Saved data entries:
• • •
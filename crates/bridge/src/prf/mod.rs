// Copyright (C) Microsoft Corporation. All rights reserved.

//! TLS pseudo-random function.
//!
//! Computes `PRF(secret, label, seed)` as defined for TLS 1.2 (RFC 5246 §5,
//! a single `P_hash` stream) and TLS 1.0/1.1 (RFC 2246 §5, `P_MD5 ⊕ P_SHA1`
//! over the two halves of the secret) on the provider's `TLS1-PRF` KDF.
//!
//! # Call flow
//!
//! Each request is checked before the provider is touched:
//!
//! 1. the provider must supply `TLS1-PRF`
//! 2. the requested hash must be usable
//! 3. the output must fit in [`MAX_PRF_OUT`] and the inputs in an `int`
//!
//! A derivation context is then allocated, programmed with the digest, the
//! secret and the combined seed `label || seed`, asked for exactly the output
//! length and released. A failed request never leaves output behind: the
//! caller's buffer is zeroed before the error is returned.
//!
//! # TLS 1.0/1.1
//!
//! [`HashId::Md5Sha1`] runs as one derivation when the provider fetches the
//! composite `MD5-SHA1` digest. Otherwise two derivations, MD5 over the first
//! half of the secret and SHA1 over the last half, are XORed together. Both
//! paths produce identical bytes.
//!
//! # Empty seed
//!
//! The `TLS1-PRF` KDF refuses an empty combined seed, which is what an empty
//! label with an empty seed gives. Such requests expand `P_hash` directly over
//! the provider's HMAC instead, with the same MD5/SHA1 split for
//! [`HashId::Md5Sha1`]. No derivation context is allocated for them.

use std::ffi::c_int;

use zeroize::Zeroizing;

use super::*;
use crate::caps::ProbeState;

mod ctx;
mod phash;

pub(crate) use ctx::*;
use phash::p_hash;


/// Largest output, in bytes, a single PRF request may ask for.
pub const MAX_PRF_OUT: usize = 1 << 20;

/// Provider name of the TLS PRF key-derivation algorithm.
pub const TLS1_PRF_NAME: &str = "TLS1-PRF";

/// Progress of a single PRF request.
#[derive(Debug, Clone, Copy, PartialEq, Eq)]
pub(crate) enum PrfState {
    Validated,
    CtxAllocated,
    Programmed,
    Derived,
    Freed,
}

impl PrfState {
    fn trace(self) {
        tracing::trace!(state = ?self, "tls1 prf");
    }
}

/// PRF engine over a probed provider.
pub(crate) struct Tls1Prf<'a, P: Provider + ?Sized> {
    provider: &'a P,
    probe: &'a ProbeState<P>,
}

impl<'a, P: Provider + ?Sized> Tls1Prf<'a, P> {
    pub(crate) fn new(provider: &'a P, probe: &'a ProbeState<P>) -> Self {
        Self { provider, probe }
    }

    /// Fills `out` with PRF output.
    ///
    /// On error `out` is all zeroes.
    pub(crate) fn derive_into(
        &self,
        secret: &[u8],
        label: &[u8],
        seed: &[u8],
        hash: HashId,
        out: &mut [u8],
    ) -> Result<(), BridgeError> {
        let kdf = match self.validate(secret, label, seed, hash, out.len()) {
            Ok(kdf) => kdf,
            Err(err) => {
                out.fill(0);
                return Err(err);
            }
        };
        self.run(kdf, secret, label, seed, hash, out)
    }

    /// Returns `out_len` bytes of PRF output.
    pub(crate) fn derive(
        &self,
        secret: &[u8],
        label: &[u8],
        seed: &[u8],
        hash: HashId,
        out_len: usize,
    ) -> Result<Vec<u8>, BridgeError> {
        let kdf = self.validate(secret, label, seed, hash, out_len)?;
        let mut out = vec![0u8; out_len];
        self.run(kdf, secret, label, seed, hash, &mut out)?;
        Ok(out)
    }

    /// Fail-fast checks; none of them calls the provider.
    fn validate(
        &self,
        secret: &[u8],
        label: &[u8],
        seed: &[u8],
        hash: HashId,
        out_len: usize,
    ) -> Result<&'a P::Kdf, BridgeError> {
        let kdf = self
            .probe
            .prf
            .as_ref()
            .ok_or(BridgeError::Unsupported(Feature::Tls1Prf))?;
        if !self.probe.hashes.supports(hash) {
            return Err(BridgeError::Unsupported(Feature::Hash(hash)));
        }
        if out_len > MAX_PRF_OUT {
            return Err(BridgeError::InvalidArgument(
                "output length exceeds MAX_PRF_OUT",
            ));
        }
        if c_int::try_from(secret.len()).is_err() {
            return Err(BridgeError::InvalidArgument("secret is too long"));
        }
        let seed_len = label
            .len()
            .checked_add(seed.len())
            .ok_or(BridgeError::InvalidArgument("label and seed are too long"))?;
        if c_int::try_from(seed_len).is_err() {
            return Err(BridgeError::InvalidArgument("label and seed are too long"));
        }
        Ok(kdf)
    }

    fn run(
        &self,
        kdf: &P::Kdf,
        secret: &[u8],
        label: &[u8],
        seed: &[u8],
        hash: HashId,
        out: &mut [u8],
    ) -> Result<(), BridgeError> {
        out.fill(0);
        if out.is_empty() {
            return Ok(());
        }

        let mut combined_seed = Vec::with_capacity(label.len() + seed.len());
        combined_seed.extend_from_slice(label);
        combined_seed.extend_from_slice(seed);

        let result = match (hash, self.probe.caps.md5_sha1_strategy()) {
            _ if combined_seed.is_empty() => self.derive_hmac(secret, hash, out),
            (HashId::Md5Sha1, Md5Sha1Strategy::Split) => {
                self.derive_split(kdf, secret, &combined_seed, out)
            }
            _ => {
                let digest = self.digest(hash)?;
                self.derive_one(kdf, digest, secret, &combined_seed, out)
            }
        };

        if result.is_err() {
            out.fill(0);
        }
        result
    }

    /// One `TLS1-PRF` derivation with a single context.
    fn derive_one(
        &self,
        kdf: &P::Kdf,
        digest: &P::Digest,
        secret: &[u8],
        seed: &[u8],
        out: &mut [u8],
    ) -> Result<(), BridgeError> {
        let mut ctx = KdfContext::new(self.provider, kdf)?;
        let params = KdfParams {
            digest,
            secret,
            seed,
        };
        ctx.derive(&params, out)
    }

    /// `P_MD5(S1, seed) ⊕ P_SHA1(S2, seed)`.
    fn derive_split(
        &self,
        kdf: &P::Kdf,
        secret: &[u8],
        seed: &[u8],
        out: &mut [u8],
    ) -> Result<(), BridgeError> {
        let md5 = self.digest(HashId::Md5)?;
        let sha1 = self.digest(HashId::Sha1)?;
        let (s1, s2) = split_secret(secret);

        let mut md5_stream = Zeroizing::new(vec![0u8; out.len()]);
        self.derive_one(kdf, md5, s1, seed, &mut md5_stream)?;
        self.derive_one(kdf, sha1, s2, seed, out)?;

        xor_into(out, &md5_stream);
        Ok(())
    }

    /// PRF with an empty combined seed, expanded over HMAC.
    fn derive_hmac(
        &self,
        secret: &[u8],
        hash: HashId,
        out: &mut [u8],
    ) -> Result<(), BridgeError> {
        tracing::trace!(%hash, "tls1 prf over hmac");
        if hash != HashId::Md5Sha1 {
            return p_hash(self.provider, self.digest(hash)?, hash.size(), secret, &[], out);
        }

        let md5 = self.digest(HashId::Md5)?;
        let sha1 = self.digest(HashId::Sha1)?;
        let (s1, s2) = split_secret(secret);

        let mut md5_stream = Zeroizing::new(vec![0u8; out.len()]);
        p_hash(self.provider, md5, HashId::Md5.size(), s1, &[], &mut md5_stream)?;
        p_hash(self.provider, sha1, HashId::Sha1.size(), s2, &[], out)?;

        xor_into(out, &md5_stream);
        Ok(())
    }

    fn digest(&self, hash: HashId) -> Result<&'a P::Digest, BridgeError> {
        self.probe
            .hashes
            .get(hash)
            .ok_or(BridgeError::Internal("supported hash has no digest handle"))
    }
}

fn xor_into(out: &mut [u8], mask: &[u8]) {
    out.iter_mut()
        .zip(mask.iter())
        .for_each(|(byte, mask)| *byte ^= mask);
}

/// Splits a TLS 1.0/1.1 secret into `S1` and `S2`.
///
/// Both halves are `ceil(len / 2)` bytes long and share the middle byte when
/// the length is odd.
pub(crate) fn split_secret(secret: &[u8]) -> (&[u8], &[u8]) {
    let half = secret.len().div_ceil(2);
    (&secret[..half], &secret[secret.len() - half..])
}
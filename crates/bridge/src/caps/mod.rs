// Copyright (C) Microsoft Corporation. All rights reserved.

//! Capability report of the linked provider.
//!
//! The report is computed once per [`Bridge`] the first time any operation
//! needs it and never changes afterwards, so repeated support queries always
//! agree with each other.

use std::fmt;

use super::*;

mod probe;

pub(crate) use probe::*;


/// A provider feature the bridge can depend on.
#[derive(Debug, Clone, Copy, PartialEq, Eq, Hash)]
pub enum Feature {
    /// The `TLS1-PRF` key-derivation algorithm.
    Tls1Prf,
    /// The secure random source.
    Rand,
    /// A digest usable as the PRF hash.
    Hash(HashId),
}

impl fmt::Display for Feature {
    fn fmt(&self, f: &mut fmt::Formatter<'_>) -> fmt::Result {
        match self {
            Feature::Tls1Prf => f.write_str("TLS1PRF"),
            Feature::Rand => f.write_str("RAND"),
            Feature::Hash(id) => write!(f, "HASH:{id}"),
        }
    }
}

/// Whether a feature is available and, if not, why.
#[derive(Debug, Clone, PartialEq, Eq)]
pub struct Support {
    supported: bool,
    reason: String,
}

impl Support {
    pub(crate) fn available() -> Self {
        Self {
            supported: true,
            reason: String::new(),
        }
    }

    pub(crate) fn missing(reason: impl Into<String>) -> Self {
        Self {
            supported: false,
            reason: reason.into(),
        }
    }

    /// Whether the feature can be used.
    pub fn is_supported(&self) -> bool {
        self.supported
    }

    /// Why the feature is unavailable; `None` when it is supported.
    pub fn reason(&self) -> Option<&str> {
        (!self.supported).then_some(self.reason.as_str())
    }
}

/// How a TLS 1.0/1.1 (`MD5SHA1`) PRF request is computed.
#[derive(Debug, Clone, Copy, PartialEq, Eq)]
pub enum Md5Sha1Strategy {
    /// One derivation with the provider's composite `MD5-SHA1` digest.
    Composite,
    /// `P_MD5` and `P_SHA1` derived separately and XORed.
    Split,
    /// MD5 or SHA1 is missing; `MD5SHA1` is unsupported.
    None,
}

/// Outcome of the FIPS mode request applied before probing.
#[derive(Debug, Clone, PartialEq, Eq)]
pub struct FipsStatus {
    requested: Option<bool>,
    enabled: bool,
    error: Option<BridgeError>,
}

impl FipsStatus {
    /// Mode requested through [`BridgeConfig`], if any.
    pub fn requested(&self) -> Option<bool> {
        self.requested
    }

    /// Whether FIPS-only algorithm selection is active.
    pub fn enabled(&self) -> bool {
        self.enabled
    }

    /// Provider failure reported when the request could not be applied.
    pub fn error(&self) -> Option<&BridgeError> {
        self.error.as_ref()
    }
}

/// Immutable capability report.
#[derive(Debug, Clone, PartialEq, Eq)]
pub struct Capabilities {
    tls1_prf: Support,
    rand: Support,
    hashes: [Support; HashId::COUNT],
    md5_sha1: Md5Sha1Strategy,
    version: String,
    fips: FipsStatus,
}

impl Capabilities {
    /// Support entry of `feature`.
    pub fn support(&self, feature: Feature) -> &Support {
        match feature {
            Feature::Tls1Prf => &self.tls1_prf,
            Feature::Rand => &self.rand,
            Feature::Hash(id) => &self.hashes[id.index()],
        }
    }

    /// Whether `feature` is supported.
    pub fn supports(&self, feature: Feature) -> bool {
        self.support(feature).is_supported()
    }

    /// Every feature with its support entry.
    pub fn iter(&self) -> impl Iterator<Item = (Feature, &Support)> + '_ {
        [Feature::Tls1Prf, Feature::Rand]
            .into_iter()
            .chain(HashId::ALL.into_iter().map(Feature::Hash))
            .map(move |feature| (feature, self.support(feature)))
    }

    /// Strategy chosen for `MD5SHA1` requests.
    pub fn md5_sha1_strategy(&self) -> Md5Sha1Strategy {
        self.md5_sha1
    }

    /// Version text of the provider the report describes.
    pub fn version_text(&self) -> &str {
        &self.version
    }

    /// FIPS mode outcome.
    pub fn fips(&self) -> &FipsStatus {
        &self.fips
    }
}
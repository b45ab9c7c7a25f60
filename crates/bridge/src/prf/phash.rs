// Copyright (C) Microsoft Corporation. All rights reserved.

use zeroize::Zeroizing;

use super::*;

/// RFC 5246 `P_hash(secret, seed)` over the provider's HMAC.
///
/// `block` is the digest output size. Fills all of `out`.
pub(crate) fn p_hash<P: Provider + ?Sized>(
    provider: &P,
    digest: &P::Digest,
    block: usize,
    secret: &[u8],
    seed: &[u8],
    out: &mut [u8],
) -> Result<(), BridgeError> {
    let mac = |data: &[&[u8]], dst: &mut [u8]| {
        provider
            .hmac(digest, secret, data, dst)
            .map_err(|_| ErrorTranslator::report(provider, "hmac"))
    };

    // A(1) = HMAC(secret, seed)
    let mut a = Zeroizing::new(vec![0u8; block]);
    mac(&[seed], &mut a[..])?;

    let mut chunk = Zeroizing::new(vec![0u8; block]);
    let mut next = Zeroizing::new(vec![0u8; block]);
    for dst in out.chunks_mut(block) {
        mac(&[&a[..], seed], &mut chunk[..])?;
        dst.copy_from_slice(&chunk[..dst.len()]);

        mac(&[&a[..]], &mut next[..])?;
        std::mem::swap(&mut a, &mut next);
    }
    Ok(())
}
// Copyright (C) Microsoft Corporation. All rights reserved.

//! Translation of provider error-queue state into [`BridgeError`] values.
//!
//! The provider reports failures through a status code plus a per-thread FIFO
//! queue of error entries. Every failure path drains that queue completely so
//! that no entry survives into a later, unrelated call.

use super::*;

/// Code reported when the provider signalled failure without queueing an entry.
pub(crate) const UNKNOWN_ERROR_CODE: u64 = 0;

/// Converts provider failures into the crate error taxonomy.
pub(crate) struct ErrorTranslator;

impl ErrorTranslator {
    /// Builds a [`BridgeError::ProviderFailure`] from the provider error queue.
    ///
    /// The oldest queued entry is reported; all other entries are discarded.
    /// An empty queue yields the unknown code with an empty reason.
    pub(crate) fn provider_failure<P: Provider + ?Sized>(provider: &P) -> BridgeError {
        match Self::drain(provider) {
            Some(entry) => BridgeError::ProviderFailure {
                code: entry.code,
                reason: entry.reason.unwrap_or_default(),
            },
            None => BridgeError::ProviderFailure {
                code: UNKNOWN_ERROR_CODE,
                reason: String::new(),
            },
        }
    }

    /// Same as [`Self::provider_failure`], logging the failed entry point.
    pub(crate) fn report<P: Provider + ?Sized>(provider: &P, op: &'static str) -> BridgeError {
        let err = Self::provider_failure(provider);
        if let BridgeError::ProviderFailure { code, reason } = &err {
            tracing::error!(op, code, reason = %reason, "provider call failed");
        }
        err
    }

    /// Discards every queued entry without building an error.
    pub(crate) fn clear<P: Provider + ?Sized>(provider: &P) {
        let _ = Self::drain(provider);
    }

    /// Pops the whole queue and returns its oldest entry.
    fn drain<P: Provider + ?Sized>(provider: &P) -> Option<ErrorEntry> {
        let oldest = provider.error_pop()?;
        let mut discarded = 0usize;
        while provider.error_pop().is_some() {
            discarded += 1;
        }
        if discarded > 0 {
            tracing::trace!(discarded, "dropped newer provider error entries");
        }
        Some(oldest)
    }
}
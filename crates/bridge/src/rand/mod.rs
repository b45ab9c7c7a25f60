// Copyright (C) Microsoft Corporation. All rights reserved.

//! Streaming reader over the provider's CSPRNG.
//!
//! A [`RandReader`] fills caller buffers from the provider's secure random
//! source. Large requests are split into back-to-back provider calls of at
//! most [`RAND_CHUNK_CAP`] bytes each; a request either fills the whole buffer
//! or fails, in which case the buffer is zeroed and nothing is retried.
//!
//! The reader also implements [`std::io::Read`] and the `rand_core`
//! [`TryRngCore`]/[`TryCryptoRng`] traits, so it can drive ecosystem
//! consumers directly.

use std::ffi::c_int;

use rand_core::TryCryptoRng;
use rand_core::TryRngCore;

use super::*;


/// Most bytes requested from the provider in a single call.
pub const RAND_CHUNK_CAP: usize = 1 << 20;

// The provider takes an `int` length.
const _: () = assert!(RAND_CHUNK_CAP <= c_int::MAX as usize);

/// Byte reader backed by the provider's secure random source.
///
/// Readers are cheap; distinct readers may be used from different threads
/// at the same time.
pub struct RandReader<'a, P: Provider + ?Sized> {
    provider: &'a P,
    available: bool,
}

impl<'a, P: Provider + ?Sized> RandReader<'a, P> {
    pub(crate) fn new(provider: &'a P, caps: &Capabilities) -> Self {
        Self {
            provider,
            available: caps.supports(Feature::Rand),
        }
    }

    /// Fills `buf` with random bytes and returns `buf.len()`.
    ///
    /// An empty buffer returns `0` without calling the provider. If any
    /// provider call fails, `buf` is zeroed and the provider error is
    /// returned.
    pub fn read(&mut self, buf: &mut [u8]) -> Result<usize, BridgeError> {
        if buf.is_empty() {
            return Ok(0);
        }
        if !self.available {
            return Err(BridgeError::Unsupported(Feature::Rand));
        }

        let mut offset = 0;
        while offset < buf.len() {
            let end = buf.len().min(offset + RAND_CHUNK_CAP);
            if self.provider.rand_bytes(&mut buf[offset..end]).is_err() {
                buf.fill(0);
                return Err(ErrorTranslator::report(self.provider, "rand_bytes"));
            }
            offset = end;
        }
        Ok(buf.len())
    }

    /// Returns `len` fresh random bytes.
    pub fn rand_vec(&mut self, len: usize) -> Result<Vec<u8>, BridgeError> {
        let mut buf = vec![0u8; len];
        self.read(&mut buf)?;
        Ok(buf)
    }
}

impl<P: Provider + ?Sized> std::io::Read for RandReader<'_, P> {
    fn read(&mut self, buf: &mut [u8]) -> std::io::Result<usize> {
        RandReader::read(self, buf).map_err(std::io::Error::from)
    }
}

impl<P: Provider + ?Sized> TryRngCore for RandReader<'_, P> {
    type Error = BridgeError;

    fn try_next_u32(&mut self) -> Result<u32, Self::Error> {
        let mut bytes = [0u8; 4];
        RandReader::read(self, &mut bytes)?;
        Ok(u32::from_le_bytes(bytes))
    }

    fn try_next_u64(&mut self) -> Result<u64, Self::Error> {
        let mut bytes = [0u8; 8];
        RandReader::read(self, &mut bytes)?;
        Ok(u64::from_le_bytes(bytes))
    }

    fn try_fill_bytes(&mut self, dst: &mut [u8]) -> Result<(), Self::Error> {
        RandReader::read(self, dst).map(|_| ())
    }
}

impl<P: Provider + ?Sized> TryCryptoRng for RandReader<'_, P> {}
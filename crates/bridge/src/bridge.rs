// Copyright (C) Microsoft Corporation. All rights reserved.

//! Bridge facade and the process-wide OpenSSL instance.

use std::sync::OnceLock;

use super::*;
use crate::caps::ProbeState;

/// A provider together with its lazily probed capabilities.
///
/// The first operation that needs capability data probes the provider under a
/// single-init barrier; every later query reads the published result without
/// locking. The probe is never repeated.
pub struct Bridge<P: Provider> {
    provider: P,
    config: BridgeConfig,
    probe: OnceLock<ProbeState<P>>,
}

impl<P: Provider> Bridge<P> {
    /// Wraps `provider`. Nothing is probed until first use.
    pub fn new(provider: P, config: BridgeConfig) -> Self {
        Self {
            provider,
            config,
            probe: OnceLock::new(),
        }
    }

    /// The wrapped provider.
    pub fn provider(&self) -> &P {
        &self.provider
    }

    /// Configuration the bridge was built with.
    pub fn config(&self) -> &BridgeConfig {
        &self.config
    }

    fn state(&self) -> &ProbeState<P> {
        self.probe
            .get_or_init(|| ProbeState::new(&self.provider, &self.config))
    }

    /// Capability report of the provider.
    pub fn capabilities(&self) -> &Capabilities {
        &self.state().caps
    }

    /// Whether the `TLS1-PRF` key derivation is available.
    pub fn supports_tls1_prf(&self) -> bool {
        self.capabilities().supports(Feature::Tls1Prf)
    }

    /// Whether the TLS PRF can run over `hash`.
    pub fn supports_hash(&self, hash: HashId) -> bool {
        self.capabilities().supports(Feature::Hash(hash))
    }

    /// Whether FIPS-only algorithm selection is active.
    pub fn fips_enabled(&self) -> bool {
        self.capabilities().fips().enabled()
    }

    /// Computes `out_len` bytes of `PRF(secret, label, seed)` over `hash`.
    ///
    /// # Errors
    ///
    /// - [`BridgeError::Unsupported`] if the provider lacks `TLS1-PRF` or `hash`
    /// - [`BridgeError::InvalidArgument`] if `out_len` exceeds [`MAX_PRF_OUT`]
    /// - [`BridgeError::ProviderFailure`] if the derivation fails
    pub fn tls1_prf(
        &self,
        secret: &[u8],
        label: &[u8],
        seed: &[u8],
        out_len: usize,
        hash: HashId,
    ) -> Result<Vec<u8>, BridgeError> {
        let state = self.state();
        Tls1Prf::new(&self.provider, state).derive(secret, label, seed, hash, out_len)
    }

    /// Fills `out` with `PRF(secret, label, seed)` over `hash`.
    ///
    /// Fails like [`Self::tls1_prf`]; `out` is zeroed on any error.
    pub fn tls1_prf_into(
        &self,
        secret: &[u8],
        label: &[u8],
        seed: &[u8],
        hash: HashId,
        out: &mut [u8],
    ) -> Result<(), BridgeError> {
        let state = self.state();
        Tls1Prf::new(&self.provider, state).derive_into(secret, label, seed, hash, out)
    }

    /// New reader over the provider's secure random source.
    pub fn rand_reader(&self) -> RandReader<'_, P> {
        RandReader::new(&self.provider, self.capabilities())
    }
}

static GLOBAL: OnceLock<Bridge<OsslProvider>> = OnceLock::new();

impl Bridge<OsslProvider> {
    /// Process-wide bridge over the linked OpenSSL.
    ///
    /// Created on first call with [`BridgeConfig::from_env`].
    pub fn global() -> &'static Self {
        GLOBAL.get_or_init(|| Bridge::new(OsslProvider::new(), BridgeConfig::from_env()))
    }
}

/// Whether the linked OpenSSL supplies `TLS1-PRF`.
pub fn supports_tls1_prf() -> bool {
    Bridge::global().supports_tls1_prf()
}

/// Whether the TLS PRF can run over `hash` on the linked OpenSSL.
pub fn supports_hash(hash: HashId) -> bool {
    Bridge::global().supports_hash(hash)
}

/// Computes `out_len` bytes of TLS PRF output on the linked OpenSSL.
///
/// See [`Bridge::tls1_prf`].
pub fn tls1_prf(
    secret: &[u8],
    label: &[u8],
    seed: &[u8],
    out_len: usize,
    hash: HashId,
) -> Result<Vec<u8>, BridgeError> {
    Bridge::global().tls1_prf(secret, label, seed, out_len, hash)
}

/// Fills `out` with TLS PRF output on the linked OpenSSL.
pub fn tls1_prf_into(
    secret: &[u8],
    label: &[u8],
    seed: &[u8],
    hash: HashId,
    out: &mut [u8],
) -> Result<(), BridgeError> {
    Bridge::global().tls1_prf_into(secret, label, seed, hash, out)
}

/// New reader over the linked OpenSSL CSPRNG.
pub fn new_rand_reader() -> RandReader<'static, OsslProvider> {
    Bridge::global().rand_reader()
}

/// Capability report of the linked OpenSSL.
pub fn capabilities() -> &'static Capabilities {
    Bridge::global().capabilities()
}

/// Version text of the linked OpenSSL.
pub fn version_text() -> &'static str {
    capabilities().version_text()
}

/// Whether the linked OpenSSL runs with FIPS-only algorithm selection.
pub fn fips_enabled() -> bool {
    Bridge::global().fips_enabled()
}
• • •
Work to be completed
Look at each line above and note whether it holds the word "const". Report how many do, as the number only.

Answer section
5